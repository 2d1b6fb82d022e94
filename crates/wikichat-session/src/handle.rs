//! A cloneable handle for talking to a running orchestrator loop.

use parking_lot::Mutex;
use std::sync::Arc;
use std::time::Duration;
use tokio::sync::{broadcast, mpsc, oneshot};
use tokio_util::sync::CancellationToken;

use crate::{
    activity::ActivitySignal,
    error::{Error, Result},
    events::ChatEvent,
    orchestrator::{Command, SubmitOutcome},
    transcript::{ConversationEntry, TranscriptEvent},
};

/// A cloneable handle for poking the orchestrator from front-end code.
///
/// All fields are shared, so cloning is cheap.
#[derive(Clone)]
pub struct ChatHandle {
    commands: mpsc::UnboundedSender<Command>,
    cancel: Arc<Mutex<CancellationToken>>,
    activity: ActivitySignal,
    chat_events: broadcast::Sender<ChatEvent>,
    transcript_events: broadcast::Sender<TranscriptEvent>,
}

impl ChatHandle {
    pub(crate) fn new(
        commands: mpsc::UnboundedSender<Command>,
        cancel: Arc<Mutex<CancellationToken>>,
        activity: ActivitySignal,
        chat_events: broadcast::Sender<ChatEvent>,
        transcript_events: broadcast::Sender<TranscriptEvent>,
    ) -> Self {
        Self {
            commands,
            cancel,
            activity,
            chat_events,
            transcript_events,
        }
    }

    /// Submit a user message and wait for the loop to accept or refuse it.
    pub async fn submit(&self, text: impl Into<String>) -> Result<SubmitOutcome> {
        let (reply, outcome) = oneshot::channel();
        self.send(Command::Submit {
            text: text.into(),
            reply: Some(reply),
        })?;
        outcome.await.map_err(|_| Error::Closed)?
    }

    /// Abort the in-flight round, including a pending session creation.
    pub fn cancel(&self) {
        self.cancel.lock().cancel();
    }

    /// Tear the conversation down to the greeting.
    pub fn reset(&self) -> Result<()> {
        self.send(Command::Reset)
    }

    /// Current transcript entries, seed included.
    pub async fn entries(&self) -> Result<Vec<ConversationEntry>> {
        let (reply, entries) = oneshot::channel();
        self.send(Command::Snapshot { reply })?;
        entries.await.map_err(|_| Error::Closed)
    }

    /// Stop the loop. The spawned task then yields the final transcript.
    pub fn shutdown(&self) -> Result<()> {
        self.send(Command::Shutdown)
    }

    fn send(&self, command: Command) -> Result<()> {
        self.commands.send(command).map_err(|_| Error::Closed)
    }

    /// The busy/idle flag for the input surface.
    pub fn activity(&self) -> &ActivitySignal {
        &self.activity
    }

    /// Whether a reply is in progress.
    pub fn is_busy(&self) -> bool {
        self.activity.is_busy()
    }

    /// Subscribe to round events.
    pub fn subscribe(&self) -> broadcast::Receiver<ChatEvent> {
        self.chat_events.subscribe()
    }

    /// Subscribe to transcript mutations.
    pub fn subscribe_transcript(&self) -> broadcast::Receiver<TranscriptEvent> {
        self.transcript_events.subscribe()
    }

    /// Wait until no reply is in progress.
    pub async fn wait_for_idle(&self) {
        self.activity.wait_for_idle().await;
    }

    /// Wait until idle, with a timeout.
    /// Returns `true` if idle was reached, `false` on timeout.
    pub async fn wait_for_idle_timeout(&self, timeout: Duration) -> bool {
        self.activity.wait_for_idle_timeout(timeout).await
    }
}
•••••
## Task requirements
Print every entry exactly.

## Answer for this exercise
repository 2d1b6fb82d022e94
filename crates/wikichat-session/src/handle.rs
//! A cloneable handle for talking to a running orchestrator loop.

use parking_lot::Mutex;
use std::sync::Arc;
use std::time::Duration;
use tokio::sync::{broadcast, mpsc, oneshot};
use tokio_util::sync::CancellationToken;

use crate::{
    activity::ActivitySignal,
    error::{Error, Result},
    events::ChatEvent,
    orchestrator::{Command, SubmitOutcome},
    transcript::{ConversationEntry, TranscriptEvent},
};

/// A cloneable handle for poking the orchestrator from front-end code.
///
/// All fields are shared, so cloning is cheap.
#[derive(Clone)]
pub struct ChatHandle {
    commands: mpsc::UnboundedSender<Command>,
    cancel: Arc<Mutex<CancellationToken>>,
    activity: ActivitySignal,
    chat_events: broadcast::Sender<ChatEvent>,
    transcript_events: broadcast::Sender<TranscriptEvent>,
}

impl ChatHandle {
    pub(crate) fn new(
        commands: mpsc::UnboundedSender<Command>,
        cancel: Arc<Mutex<CancellationToken>>,
        activity: ActivitySignal,
        chat_events: broadcast::Sender<ChatEvent>,
        transcript_events: broadcast::Sender<TranscriptEvent>,
    ) -> Self {
        Self {
            commands,
            cancel,
            activity,
            chat_events,
            transcript_events,
        }
    }

    /// Submit a user message and wait for the loop to accept or refuse it.
    pub async fn submit(&self, text: impl Into<String>) -> Result<SubmitOutcome> {
        let (reply, outcome) = oneshot::channel();
        self.send(Command::Submit {
            text: text.into(),
            reply: Some(reply),
        })?;
        outcome.await.map_err(|_| Error::Closed)?
    }

    /// Abort the in-flight round, including a pending session creation.
    pub fn cancel(&self) {
        self.cancel.lock().cancel();
    }

    /// Tear the conversation down to the greeting.
    pub fn reset(&self) -> Result<()> {
        self.send(Command::Reset)
    }

    /// Current transcript entries, seed included.
    pub async fn entries(&self) -> Result<Vec<ConversationEntry>> {
        let (reply, entries) = oneshot::channel();
        self.send(Command::Snapshot { reply })?;
        entries.await.map_err(|_| Error::Closed)
    }

    /// Stop the loop. The spawned task then yields the final transcript.
    pub fn shutdown(&self) -> Result<()> {
        self.send(Command::Shutdown)
    }

    fn send(&self, command: Command) -> Result<()> {
        self.commands.send(command).map_err(|_| Error::Closed)
    }

    /// The busy/idle flag for the input surface.
    pub fn activity(&self) -> &ActivitySignal {
        &self.activity
    }

    /// Whether a reply is in progress.
    pub fn is_busy(&self) -> bool {
        self.activity.is_busy()
    }

    /// Subscribe to round events.
    pub fn subscribe(&self) -> broadcast::Receiver<ChatEvent> {
        self.chat_events.subscribe()
    }

    /// Subscribe to transcript mutations.
    pub fn subscribe_transcript(&self) -> broadcast::Receiver<TranscriptEvent> {
        self.transcript_events.subscribe()
    }

    /// Wait until no reply is in progress.
    pub async fn wait_for_idle(&self) {
        self.activity.wait_for_idle().await;
    }

    /// Wait until idle, with a timeout.
    /// Returns `true` if idle was reached, `false` on timeout.
    pub async fn wait_for_idle_timeout(&self, timeout: Duration) -> bool {
        self.activity.wait_for_idle_timeout(timeout).await
    }
}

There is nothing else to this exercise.